STEVEN WEBER: I'll make a quick comment and then I'll turn it over to Bruce to finish up.

I'll see you on that bet and raise you, because I think it goes beyond the question of leaders. I think what we have now is a president who by inclination, by upbringing, and so on and so forth, is probably more open in that regard than we've had in the past—probably not as open as we need to be.

But what I'm raising your bet is to say it can't really just be the leadership. I think that kind of awareness probably has to be brought to a much broader swathe of the American population. Again, I don't mean just people who live in New York; I mean people who live in Iowa City and so on and so forth.

Now, it's sort of funny. We're not quite minded to know that. I think we often make fun of ourselves as a country, as being not globally minded, incredibly parochial. The statistic gets thrown around about whatever percentage of Americans don't have passports, and so on and so forth. That's actually in our view a core serious component of national power going forward.

One of the weaknesses of being American in the Ptolemaic era was that you could fake being global. You could call yourself "global," by which you meant "let's invite some people from other parts of the world and have them come here to New York and talk to us about their views." Can't fake it anymore.

So there are lots of opportunities to do that sort of thing. Some of them obviously are present in the new technologies in communication that are on board. We ought to be a leader in trying to demonstrate and bring those uses of technology to do that.

But it is a hugely important agenda. That's my raising of your bet.

VOICE: And education?

STEVEN WEBER: And the education, absolutely.

Now, not everybody can travel abroad as much as many of us have the opportunity to do. But we've really got to focus on this issue. It's a generational question, not just a leadership question.

BRUE JENTLESON: I would say the question is how do you talk about this politically. So you have this whole City on the Hill, American exceptionalism.

But I actually do believe that you can talk to the American people about this in certain kinds of ways. I say this not just as an academic.
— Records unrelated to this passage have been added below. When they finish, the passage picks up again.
use std::time::Duration;

use mirage2d::{
    Control, Intent, ObstacleDef, ObstacleShape, Simulation, SimulationConfig, Vec2,
};

const FRAME: Duration = Duration::from_millis(16);

fn duel(seed: u64) -> (Simulation, mirage2d::AgentId, mirage2d::AgentId) {
    let config = SimulationConfig::new()
        .with_seed(seed)
        .with_obstacle(ObstacleDef {
            shape: ObstacleShape::Box { hx: 0.2, hy: 1.0 },
            position: Vec2::new(0.0, 0.0),
            rotation: 0.0,
        });
    let mut sim = Simulation::new(config).expect("default config is valid");
    let player = sim.spawn_player(Vec2::new(-2.0, 0.0)).expect("player animations");
    let mage = sim.spawn_mage(Vec2::new(2.5, 0.5)).expect("mage animations");
    (sim, player, mage)
}

fn trace(seed: u64, frames: usize) -> Vec<(Vec2, u16)> {
    let (mut sim, player, mage) = duel(seed);
    sim.input_mut().press(Control::Up);
    let mut out = Vec::new();
    for _ in 0..frames {
        sim.advance(FRAME).expect("frame");
        let p = sim.actor(player).expect("player");
        let m = sim.actor(mage).expect("mage");
        out.push((p.position(), p.state().bits()));
        out.push((m.position(), m.state().bits()));
    }
    out
}

#[test]
fn same_seed_same_story() {
    assert_eq!(trace(5, 240), trace(5, 240));
}

#[test]
fn obstacles_are_never_walkable_nodes() {
    let (sim, _, _) = duel(1);
    let grid = sim.grid();
    let wall = grid.node_at(Vec2::new(0.0, 0.5)).expect("on grid");
    assert!(!grid.is_walkable(wall));
    let open = grid.node_at(Vec2::new(1.0, 0.5)).expect("on grid");
    assert!(grid.is_walkable(open));
}

#[test]
fn mage_keeps_acting_and_stays_on_the_map() {
    let (mut sim, player, mage) = duel(9);
    let mut casts = 0;
    for _ in 0..600 {
        let report = sim.advance(FRAME).expect("frame");
        casts += report
            .ticks
            .iter()
            .flat_map(|tick| tick.intents.iter())
            .filter(|(id, intent)| *id == mage && matches!(intent, Intent::Cast { .. }))
            .count();
    }

    let m = sim.actor(mage).expect("mage");
    assert!(m.is_alive());
    assert!(sim.grid().node_at(m.position()).is_ok());
    assert!(sim.actor(player).expect("player").is_alive());
    // Three charges up front plus one per recharge interval.
    assert!(casts <= 3 + 600 * 16 / 500 + 1);
}

#[test]
fn held_direction_moves_the_player() {
    let (mut sim, player, _) = duel(2);
    sim.input_mut().press(Control::Down);
    for _ in 0..60 {
        sim.advance(FRAME).expect("frame");
    }
    let p = sim.actor(player).expect("player");
    assert!(p.position().y < -0.5);
    assert!(p.is_walking());
    assert_eq!(p.active_actions(), vec!["Walk"]);
}
//! Desirability propagation.
//!
//! An event at a node spreads outward along the four cardinal links, fading by
//! [`ATTENUATION`] per hop. Each branch remembers which cardinal directions it
//! may still take, so the footprint is a diamond rather than a flood: cardinal
//! neighbours end up more affected than diagonal ones.

use std::collections::HashMap;

use serde::{Deserialize, Serialize};

use crate::grid::{Direction, InfluenceGrid, NodeId};
use crate::math::Vec2;

/// Fraction of the value lost on every hop.
pub const ATTENUATION: f32 = 0.15;

/// Hop count reached by a fractional range of zero.
const MAX_FRACTION_HOPS: u32 = 4;

/// How far a propagation event reaches.
#[derive(Clone, Copy, Debug, PartialEq, Serialize, Deserialize)]
#[serde(rename_all = "snake_case")]
pub enum PropagationRange {
    /// Exact number of hops from the origin.
    Hops(u32),
    /// A value in `[0, 1]` mapped to `4 - floor(4 * r)` hops, so `0` reaches
    /// furthest and `1` touches only the origin.
    Fraction(f32),
}

impl PropagationRange {
    pub fn hops(self) -> u32 {
        match self {
            PropagationRange::Hops(hops) => hops,
            PropagationRange::Fraction(r) => {
                let r = if r.is_nan() { 0.0 } else { r.clamp(0.0, 1.0) };
                MAX_FRACTION_HOPS - (MAX_FRACTION_HOPS as f32 * r).floor() as u32
            }
        }
    }
}

impl Default for PropagationRange {
    fn default() -> Self {
        PropagationRange::Hops(2)
    }
}

impl From<u32> for PropagationRange {
    fn from(hops: u32) -> Self {
        PropagationRange::Hops(hops)
    }
}

/// Set of cardinal directions a branch may still expand into.
#[derive(Clone, Copy, Debug, PartialEq, Eq)]
struct Heading(u8);

impl Heading {
    const ALL: Heading = Heading(0b1111);

    fn bit(dir: Direction) -> u8 {
        1 << (dir.index() / 2)
    }

    fn contains(self, dir: Direction) -> bool {
        self.0 & Self::bit(dir) != 0
    }

    fn without(self, dir: Direction) -> Self {
        Heading(self.0 & !Self::bit(dir))
    }

    /// Directions left after arriving by `dir`: the way back is dropped if it
    /// is still open, otherwise `dir` itself is.
    fn after(self, dir: Direction) -> Self {
        let back = dir.opposite();
        if self.contains(back) {
            self.without(back)
        } else {
            self.without(dir)
        }
    }

    fn iter(self) -> impl Iterator<Item = Direction> {
        Direction::CARDINALS.into_iter().filter(move |&d| self.contains(d))
    }
}

/// Spread `value` from `origin` through walkable cardinal links.
///
/// Each node touched by the event receives the strongest contribution that
/// reached it; the result is added to its desirability and clamped. Returns the
/// number of nodes touched.
pub fn propagate(
    grid: &mut InfluenceGrid,
    origin: NodeId,
    value: f32,
    range: impl Into<PropagationRange>,
) -> usize {
    let hops = range.into().hops();
    let footprint = footprint(grid, origin, value, hops);
    let touched = footprint.len();
    for (id, delta) in footprint {
        grid.node_mut(id).add_desirability(delta);
    }
    touched
}

fn footprint(grid: &InfluenceGrid, origin: NodeId, value: f32, hops: u32) -> HashMap<NodeId, f32> {
    let mut strongest: HashMap<NodeId, f32> = HashMap::new();
    strongest.insert(origin, value);

    let mut pending = vec![(origin, value, Heading::ALL, hops)];
    while let Some((id, value, heading, remaining)) = pending.pop() {
        if remaining == 0 {
            continue;
        }
        let next_value = value * (1.0 - ATTENUATION);
        for dir in heading.iter() {
            let Some(next) = grid.node(id).neighbor(dir) else {
                continue;
            };
            if !grid.is_walkable(next) {
                continue;
            }
            let entry = strongest.entry(next).or_insert(0.0);
            if next_value.abs() > entry.abs() {
                *entry = next_value;
            }
            pending.push((next, next_value, heading.after(dir), remaining - 1));
        }
    }
    strongest
}

/// An actor's standing influence on the grid.
#[derive(Clone, Copy, Debug, PartialEq, Serialize, Deserialize)]
pub struct InfluenceEmitter {
    pub strength: f32,
    pub range: PropagationRange,
}

impl Default for InfluenceEmitter {
    fn default() -> Self {
        Self {
            strength: -0.8,
            range: PropagationRange::Hops(2),
        }
    }
}

/// Apply every emitter at its position. Emitters off the grid are skipped.
pub fn emit_all<'a>(
    grid: &mut InfluenceGrid,
    emitters: impl IntoIterator<Item = (Vec2, &'a InfluenceEmitter)>,
) {
    for (position, emitter) in emitters {
        match grid.node_at(position) {
            Ok(id) => {
                propagate(grid, id, emitter.strength, emitter.range);
            }
            Err(err) => log::warn!("influence emitter skipped: {}", err),
        }
    }
}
I've been through every presidential campaign since 1988. I worked for Al Gore when he ran for president and Clinton-Gore and others. So I've been in that context as well.
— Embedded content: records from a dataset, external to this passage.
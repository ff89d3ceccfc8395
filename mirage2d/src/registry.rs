use std::collections::BTreeMap;

use crate::actor::Actor;
use crate::ai::Controller;

/// Unique identifier for an agent in the registry.
#[derive(Clone, Copy, Debug, PartialEq, Eq, Hash, PartialOrd, Ord)]
pub struct AgentId(u32);

impl AgentId {
    /// Get the underlying integer ID (useful for debugging or serialization).
    pub fn to_u32(self) -> u32 {
        self.0
    }
}

/// Which side an agent fights on.
#[derive(Clone, Copy, Debug, PartialEq, Eq, Hash)]
pub enum Role {
    Player,
    Enemy,
}

/// An actor together with whatever drives it.
pub struct Agent {
    pub role: Role,
    pub actor: Actor,
    pub controller: Box<dyn Controller>,
}

impl Agent {
    pub fn new(role: Role, actor: Actor, controller: impl Controller + 'static) -> Self {
        Self {
            role,
            actor,
            controller: Box::new(controller),
        }
    }
}

impl std::fmt::Debug for Agent {
    fn fmt(&self, f: &mut std::fmt::Formatter<'_>) -> std::fmt::Result {
        f.debug_struct("Agent")
            .field("role", &self.role)
            .field("controller", &self.controller.name())
            .field("actor", &self.actor)
            .finish()
    }
}

/// Owns every live agent. Iteration is in spawn order.
#[derive(Debug)]
pub struct AgentRegistry {
    next_id: u32,
    agents: BTreeMap<AgentId, Agent>,
}

impl AgentRegistry {
    pub fn new() -> Self {
        Self {
            next_id: 1,
            agents: BTreeMap::new(),
        }
    }

    /// Add an agent and return its `AgentId`.
    pub fn spawn(&mut self, agent: Agent) -> AgentId {
        let id = AgentId(self.next_id);
        self.next_id = self.next_id.wrapping_add(1).max(1);
        self.agents.insert(id, agent);
        id
    }

    /// Remove an agent, handing it back.
    pub fn despawn(&mut self, id: AgentId) -> Option<Agent> {
        self.agents.remove(&id)
    }

    pub fn contains(&self, id: AgentId) -> bool {
        self.agents.contains_key(&id)
    }

    pub fn get(&self, id: AgentId) -> Option<&Agent> {
        self.agents.get(&id)
    }

    pub fn get_mut(&mut self, id: AgentId) -> Option<&mut Agent> {
        self.agents.get_mut(&id)
    }

    pub fn len(&self) -> usize {
        self.agents.len()
    }

    pub fn is_empty(&self) -> bool {
        self.agents.is_empty()
    }

    pub fn iter(&self) -> impl Iterator<Item = (AgentId, &Agent)> {
        self.agents.iter().map(|(&id, agent)| (id, agent))
    }

    pub fn iter_mut(&mut self) -> impl Iterator<Item = (AgentId, &mut Agent)> {
        self.agents.iter_mut().map(|(&id, agent)| (id, agent))
    }

    /// The first agent with the given role.
    pub fn first_with_role(&self, role: Role) -> Option<(AgentId, &Agent)> {
        self.iter().find(|(_, agent)| agent.role == role)
    }
}

impl Default for AgentRegistry {
    fn default() -> Self {
        Self::new()
    }
}

#[cfg(test)]
mod tests {
    use super::*;
    use crate::ai::MageBrain;
    use crate::config::{ActorConfig, MageConfig};
    use crate::math::Vec2;

    fn mage() -> Agent {
        let actor = Actor::from_config(Vec2::ZERO, &ActorConfig::mage()).expect("valid animations");
        Agent::new(Role::Enemy, actor, MageBrain::new(MageConfig::default()))
    }

    #[test]
    fn ids_are_unique_and_never_zero() {
        let mut registry = AgentRegistry::new();
        let a = registry.spawn(mage());
        let b = registry.spawn(mage());
        assert_ne!(a, b);
        assert_ne!(a.to_u32(), 0);
        assert_eq!(registry.len(), 2);

        assert!(registry.despawn(a).is_some());
        assert!(registry.despawn(a).is_none());
        assert!(!registry.contains(a));
        assert_eq!(registry.first_with_role(Role::Enemy).map(|(id, _)| id), Some(b));
        assert!(registry.first_with_role(Role::Player).is_none());
    }
}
But there's a common sense out there. I think people fundamentally understand that we can't cut ourselves off from the world, that if you want to use sports analogies or whatever, we need to learn to compete effectively.
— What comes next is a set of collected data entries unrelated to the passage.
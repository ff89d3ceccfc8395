//! Mirage2D - the simulation core of a top-down action game.
//!
//! Actors carry a compact bitmask of facing and action flags. Agents read an
//! influence grid of desirability values to decide where to go, find routes
//! across it with A*, and pick behaviours on a randomized timer.

pub mod actor;
pub mod ai;
pub mod config;
pub mod error;
pub mod grid;
pub mod influence;
pub mod input;
pub mod math;
pub mod pathfinding;
pub mod physics;
pub mod registry;
pub mod simulation;
pub mod state;

pub use crate::actor::{Actor, ActorEvent, Health, ManaPool};
pub use crate::ai::{ActionGate, Controller, Decision, Intent, MageBrain, TickContext};
pub use crate::config::{
    ActorConfig, GridConfig, MageConfig, MovementConfig, PlayerConfig, SimulationConfig,
};
pub use crate::error::{ConfigError, GridError, PathError, SimulationError, StateError};
pub use crate::grid::{Direction, InfluenceGrid, Node, NodeId, OpenField, WalkabilityOracle};
pub use crate::influence::{propagate, InfluenceEmitter, PropagationRange};
pub use crate::input::{Control, InputState, KeyBindings, PlayerController};
pub use crate::math::Vec2;
pub use crate::pathfinding::{find_best_node, lowest_cost, most_desirable, AStarPathfinder, Route, Waypoint};
pub use crate::physics::{ObstacleDef, ObstacleId, ObstacleShape, ObstacleWorld};
pub use crate::registry::{Agent, AgentId, AgentRegistry, Role};
pub use crate::simulation::{FrameReport, Simulation, TickReport};
pub use crate::state::{ActionTable, Octant, StateFlags};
There are ways of getting the message out there. Now, frankly, some of it may not be our tagline on your bumper sticker when you're running for president. But you also don't have to do the opposite.
There are ways of bringing people along, which is kind of my point about Egypt as an opportunity. If we can demonstrate that we can work with the forces of political change, then you have an example that you can say to people "this can work."

So I actually have some confidence, while understanding a lot of the push-backs, that there's a common sense out there that you can connect with.

And you've got to choose—you know, you walk into a bar. My wife sometimes jokes, as a New Yorker down in the Research Triangle, that I'm not allowed to leave the Research Triangle in North Carolina without her permission, because she's afraid that something will happen to me when I get out into the more rural parts.

But, you know, you walk into a bar—the guy with the pack of Marlboros in his sleeve in his T shirt. There's a common sense there, there really is. I think that we have to find ways to work with that.

You know, it's not ideal, and it's true it's not everything we would like, but that's something that we have to work with in a country in which we operate our political system the way we do. If you can move those people just a little bit, then it gives you more freedom of movement as president or other kind of policymaker.

JOANNE MYERS: I want to thank you both for a very thoughtful presentation. Thank you.